[DATA PROVIDED]

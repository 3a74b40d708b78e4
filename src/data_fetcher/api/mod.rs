pub mod fetch_utils;
pub mod http_client;
pub mod urls;

// Re-export URL utilities
pub use urls::*;
// Re-export HTTP client utilities
pub use http_client::{create_http_client, create_http_client_with_timeout};
// Re-export fetch functions
pub use fetch_utils::{fetch_json, fetch_text};
use chrono::NaiveDate;
use serde_json::json;
use sports_ratings::{
    analytics::AnalyticsEngine,
    config::{AnalyticsConfig, Config, HttpConfig, PredictionConfig, RatingsConfig, SourcesConfig},
    data_fetcher::SourceFetcher,
    ingest::Ingestor,
    prediction::{PredictionOutcome, PredictionService},
    ratings::{RatingAggregator, StoreRatingSource},
    store::{Favorite, GameFilter, RatingSystem, SqliteStore, Store},
    testing_utils::TestDataBuilder,
};
use std::collections::BTreeMap;
use std::sync::Arc;
use wiremock::matchers::{method, path, query_param};
use wiremock::{Mock, MockServer, ResponseTemplate};

const ELO_PAGE: &str = r#"
    <table class="ratings"><tbody>
      <tr><td>1</td><td>Ohio St.</td><td>1600</td></tr>
      <tr><td>2</td><td>Michigan Wolverines</td><td>1500</td></tr>
      <tr><td>3</td><td>Xavier</td><td>1400</td></tr>
    </tbody></table>"#;

const POWER_PAGE: &str = r#"
    <table class="ratings"><tbody>
      <tr><td>1</td><td>Ohio State</td><td>5.0</td></tr>
      <tr><td>2</td><td>Michigan</td><td>3.0</td></tr>
    </tbody></table>"#;

fn scoreboard_body() -> serde_json::Value {
    json!({ "events": [{
        "id": "401",
        "date": "2024-11-30T17:00Z",
        "season": { "year": 2024 },
        "week": { "number": 14 },
        "competitions": [{
            "status": { "type": { "completed": true } },
            "competitors": [
                { "homeAway": "home", "score": "24", "team": { "displayName": "Ohio State" } },
                { "homeAway": "away", "score": "13", "team": { "displayName": "Michigan" } }
            ]
        }]
    }]})
}

async fn mock_provider() -> MockServer {
    let server = MockServer::start().await;
    Mock::given(method("GET"))
        .and(path("/scoreboard"))
        .and(query_param("dates", "20241130"))
        .respond_with(ResponseTemplate::new(200).set_body_json(scoreboard_body()))
        .mount(&server)
        .await;
    Mock::given(method("GET"))
        .and(path("/ratings/elo"))
        .respond_with(ResponseTemplate::new(200).set_body_string(ELO_PAGE))
        .mount(&server)
        .await;
    Mock::given(method("GET"))
        .and(path("/ratings/power"))
        .respond_with(ResponseTemplate::new(200).set_body_string(POWER_PAGE))
        .mount(&server)
        .await;
    Mock::given(method("GET"))
        .and(path("/cfb/summary"))
        .respond_with(ResponseTemplate::new(200).set_body_json(json!({
            "header": { "id": "401" },
            "boxscore": { "teams": [
                { "homeAway": "home", "team": { "displayName": "Ohio State" },
                  "statistics": [{ "name": "totalYards", "displayValue": "452" }] },
                { "homeAway": "away", "team": { "displayName": "Michigan" },
                  "statistics": [{ "name": "totalYards", "displayValue": "301" }] }
            ]}
        })))
        .mount(&server)
        .await;
    Mock::given(method("GET"))
        .and(path("/cfb/linescore"))
        .respond_with(ResponseTemplate::new(200).set_body_json(json!({ "teams": [
            { "homeAway": "home", "score": 24 },
            { "homeAway": "away", "score": 13 }
        ]})))
        .mount(&server)
        .await;
    server
}

fn sources(server: &MockServer) -> SourcesConfig {
    SourcesConfig {
        scoreboard_url: format!("{}/scoreboard", server.uri()),
        box_score_url: format!("{}/cfb", server.uri()),
        rankings_pages: BTreeMap::from([
            (RatingSystem::Elo, format!("{}/ratings/elo", server.uri())),
            (RatingSystem::PowerIndex, format!("{}/ratings/power", server.uri())),
        ]),
        ..SourcesConfig::default()
    }
}

/// Fetch, reconcile, store, rate, predict, grade and analyze one game
#[tokio::test]
async fn test_full_pipeline() {
    let server = mock_provider().await;
    let store = Arc::new(SqliteStore::open_in_memory().unwrap());
    let fetcher = SourceFetcher::new(&HttpConfig::default(), sources(&server)).unwrap();

    let aggregator = Arc::new(RatingAggregator::new(
        Arc::new(StoreRatingSource::new(store.clone())),
        &RatingsConfig::default(),
    ));
    let analytics = Arc::new(AnalyticsEngine::new(store.clone(), AnalyticsConfig::default()));

    let mut ingestor = Ingestor::new(store.clone(), Vec::new())
        .unwrap()
        .with_invalidator(aggregator.clone())
        .with_invalidator(analytics.clone());
    ingestor
        .import_teams(&[
            TestDataBuilder::team("Ohio State", &[]),
            TestDataBuilder::team("Michigan", &["Michigan Wolverines"]),
        ])
        .unwrap();

    // Scoreboard
    let date = NaiveDate::from_ymd_opt(2024, 11, 30).unwrap();
    let records = fetcher.scoreboard(date).await.unwrap();
    let report = ingestor.ingest_scoreboard(&records).await;
    assert_eq!(report.upserted, 1);
    let game = store.games(&GameFilter::default()).unwrap().remove(0);

    // Rating tables: "Ohio St." resolves by normalization, the alias covers
    // Michigan, Xavier is reported for reconciliation
    let elo = fetcher.rankings(RatingSystem::Elo).await.unwrap();
    let report = ingestor
        .ingest_rankings(RatingSystem::Elo, 2024, Some(14), &elo)
        .await;
    assert_eq!(report.upserted, 2);
    assert_eq!(report.unresolved_names, vec!["Xavier"]);

    let power = fetcher.rankings(RatingSystem::PowerIndex).await.unwrap();
    ingestor
        .ingest_rankings(RatingSystem::PowerIndex, 2024, Some(14), &power)
        .await;

    // Two systems of five: pending, nothing written
    let predictions = PredictionService::new(
        store.clone(),
        aggregator.clone(),
        PredictionConfig::default(),
    );
    let outcome = predictions.generate(game.id).await.unwrap();
    assert!(matches!(outcome, PredictionOutcome::Pending { ref missing } if missing.len() == 3));
    assert!(store.prediction(game.id).unwrap().is_none());

    // Remaining systems arrive; the write evicts the cached bundle
    for team_id in [game.home_team_id, game.away_team_id] {
        for system in [
            RatingSystem::Ranking,
            RatingSystem::Efficiency,
            RatingSystem::StrengthOfSchedule,
        ] {
            let rows = vec![TestDataBuilder::ranking_row(
                &store.team(team_id).unwrap().unwrap().name,
                1,
                1.0,
            )];
            ingestor.ingest_rankings(system, 2024, Some(14), &rows).await;
        }
    }

    let outcome = predictions.generate(game.id).await.unwrap();
    let PredictionOutcome::Created { prediction } = outcome else {
        panic!("expected a prediction, got {outcome:?}");
    };
    assert_eq!(prediction.home_win_probability, 0.6266);
    assert_eq!(prediction.favored, Favorite::Home);
    // The scoreboard already reported the final
    assert_eq!(prediction.correct, Some(true));

    let summary = predictions.grade_season(2024).unwrap();
    assert_eq!(summary.correct, 1);

    // Box score feeds analytics
    let box_score = fetcher.box_score("401").await.unwrap();
    let report = ingestor.ingest_box_score(&box_score).await.unwrap();
    assert_eq!(report.upserted, 2);

    let team_analytics = analytics.analyze(game.home_team_id, None).await.unwrap();
    assert_eq!(team_analytics.games_analyzed, 1);
    let points = &team_analytics.metrics["points"];
    assert_eq!(points.games, 1);
    assert!(points.trend.is_insufficient());
}

#[tokio::test]
async fn test_new_stat_line_evicts_cached_analytics() {
    let (store, home, away, game) = TestDataBuilder::seeded_store().unwrap();
    let store = Arc::new(store);
    let analytics = Arc::new(AnalyticsEngine::new(store.clone(), AnalyticsConfig::default()));
    let ingestor = Ingestor::new(store.clone(), Vec::new())
        .unwrap()
        .with_invalidator(analytics.clone());

    let before = analytics.analyze(home, Some(3)).await.unwrap();
    assert_eq!(before.games_analyzed, 0);

    let stored = store.game(game).unwrap().unwrap();
    let mut record = sports_ratings::data_fetcher::models::BoxScoreRecord {
        date: Some(stored.game_date),
        ..Default::default()
    };
    record.home.team_name = Some("UGA".to_string());
    record.away.team_name = Some("Bama".to_string());
    record.home.metrics = BTreeMap::from([("points".to_string(), 31.0)]);
    record.away.metrics = BTreeMap::from([("points".to_string(), 17.0)]);

    let report = ingestor.ingest_box_score(&record).await.unwrap();
    assert_eq!(report.upserted, 2);
    assert_eq!(store.recent_stat_lines(away, 5).unwrap().len(), 1);

    let after = analytics.analyze(home, Some(3)).await.unwrap();
    assert_eq!(after.games_analyzed, 1);
}

#[tokio::test]
async fn test_config_defaults_wire_up() {
    let config = Config::default();
    config.validate().unwrap();
    let store: Arc<dyn Store> = Arc::new(SqliteStore::open_in_memory().unwrap());
    let ctx = sports_ratings::commands::AppContext::with_store(config, store).unwrap();
    assert!(ctx.ingestor().is_ok());
}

[TASK BRIEF]
From the data above, copy every line where "RatingSystem" appears.

[ANSWER TO THIS EXERCISE]
    store::{Favorite, GameFilter, RatingSystem, SqliteStore, Store},
            (RatingSystem::Elo, format!("{}/ratings/elo", server.uri())),
            (RatingSystem::PowerIndex, format!("{}/ratings/power", server.uri())),
    let elo = fetcher.rankings(RatingSystem::Elo).await.unwrap();
        .ingest_rankings(RatingSystem::Elo, 2024, Some(14), &elo)
    let power = fetcher.rankings(RatingSystem::PowerIndex).await.unwrap();
        .ingest_rankings(RatingSystem::PowerIndex, 2024, Some(14), &power)
            RatingSystem::Ranking,
            RatingSystem::Efficiency,
            RatingSystem::StrengthOfSchedule,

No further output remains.